[THE DATA]

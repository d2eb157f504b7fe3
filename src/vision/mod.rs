// Copyright (c) 2025 Fabstir
// SPDX-License-Identifier: BUSL-1.1
//! Product recognition from images and video
//!
//! This module provides:
//! - Lifecycle-managed detection models with a mock fallback
//! - Detection ranking into a single prediction payload
//! - Representative-frame extraction for video input
//!
//! The detector runs on CPU via ONNX Runtime when built with the `onnx` feature.

pub mod detector;
pub mod errors;
pub mod image_utils;
pub mod mock;
pub mod model_handle;
pub mod selector;
pub mod service;
pub mod video;

pub use detector::{
    classify_backend_error, BackendError, BoundingBox, Detection, DetectionSet, DetectorAdapter,
    DetectorBackend, FailureClass, MIN_CONFIDENCE,
};
pub use errors::{VisionError, VisionResult};
pub use image_utils::{decode_image_bytes, detect_format, encode_jpeg, ImageError, ImageInfo};
pub use mock::{MockPredictor, MOCK_MODEL_VERSION};
pub use model_handle::{
    BackendCapability, BackendLoader, HandleState, LoadedModel, ModelHandle, ModelStatus,
    NoBackendLoader, MOCK_WEIGHTS_SENTINEL,
};
pub use selector::{select, PredictionResult, NO_PRODUCT_LABEL, UNKNOWN_LABEL};
pub use service::{InferenceService, Predictor};
pub use video::{
    FfmpegDecoder, FrameSampler, VideoDecoder, VideoError, VideoInferencePipeline, VideoSample,
    VideoStream,
};
// Copyright (c) 2025 Fabstir
// SPDX-License-Identifier: BUSL-1.1
pub mod errors;
pub mod handlers;
pub mod http_server;
pub mod response;

pub use errors::{ApiError, ErrorResponse};
pub use handlers::{detect_handler, detect_video_handler, UPLOAD_FIELD};
pub use http_server::{create_router, start_server, AppState, MAX_UPLOAD_SIZE};
pub use response::{DetectResponse, ModelsResponse};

[/THE DATA]

(WHAT YOU HAVE TO DO):
Every line of the records above needs to be given again exactly.

(RESULT OF THIS TASK):
repository d2eb157f504b7fe3
filename src/vision/mod.rs
// Copyright (c) 2025 Fabstir
// SPDX-License-Identifier: BUSL-1.1
//! Product recognition from images and video
//!
//! This module provides:
//! - Lifecycle-managed detection models with a mock fallback
//! - Detection ranking into a single prediction payload
//! - Representative-frame extraction for video input
//!
//! The detector runs on CPU via ONNX Runtime when built with the `onnx` feature.

pub mod detector;
pub mod errors;
pub mod image_utils;
pub mod mock;
pub mod model_handle;
pub mod selector;
pub mod service;
pub mod video;

pub use detector::{
    classify_backend_error, BackendError, BoundingBox, Detection, DetectionSet, DetectorAdapter,
    DetectorBackend, FailureClass, MIN_CONFIDENCE,
};
pub use errors::{VisionError, VisionResult};
pub use image_utils::{decode_image_bytes, detect_format, encode_jpeg, ImageError, ImageInfo};
pub use mock::{MockPredictor, MOCK_MODEL_VERSION};
pub use model_handle::{
    BackendCapability, BackendLoader, HandleState, LoadedModel, ModelHandle, ModelStatus,
    NoBackendLoader, MOCK_WEIGHTS_SENTINEL,
};
pub use selector::{select, PredictionResult, NO_PRODUCT_LABEL, UNKNOWN_LABEL};
pub use service::{InferenceService, Predictor};
pub use video::{
    FfmpegDecoder, FrameSampler, VideoDecoder, VideoError, VideoInferencePipeline, VideoSample,
    VideoStream,
};
// Copyright (c) 2025 Fabstir
// SPDX-License-Identifier: BUSL-1.1
pub mod errors;
pub mod handlers;
pub mod http_server;
pub mod response;

pub use errors::{ApiError, ErrorResponse};
pub use handlers::{detect_handler, detect_video_handler, UPLOAD_FIELD};
pub use http_server::{create_router, start_server, AppState, MAX_UPLOAD_SIZE};
pub use response::{DetectResponse, ModelsResponse};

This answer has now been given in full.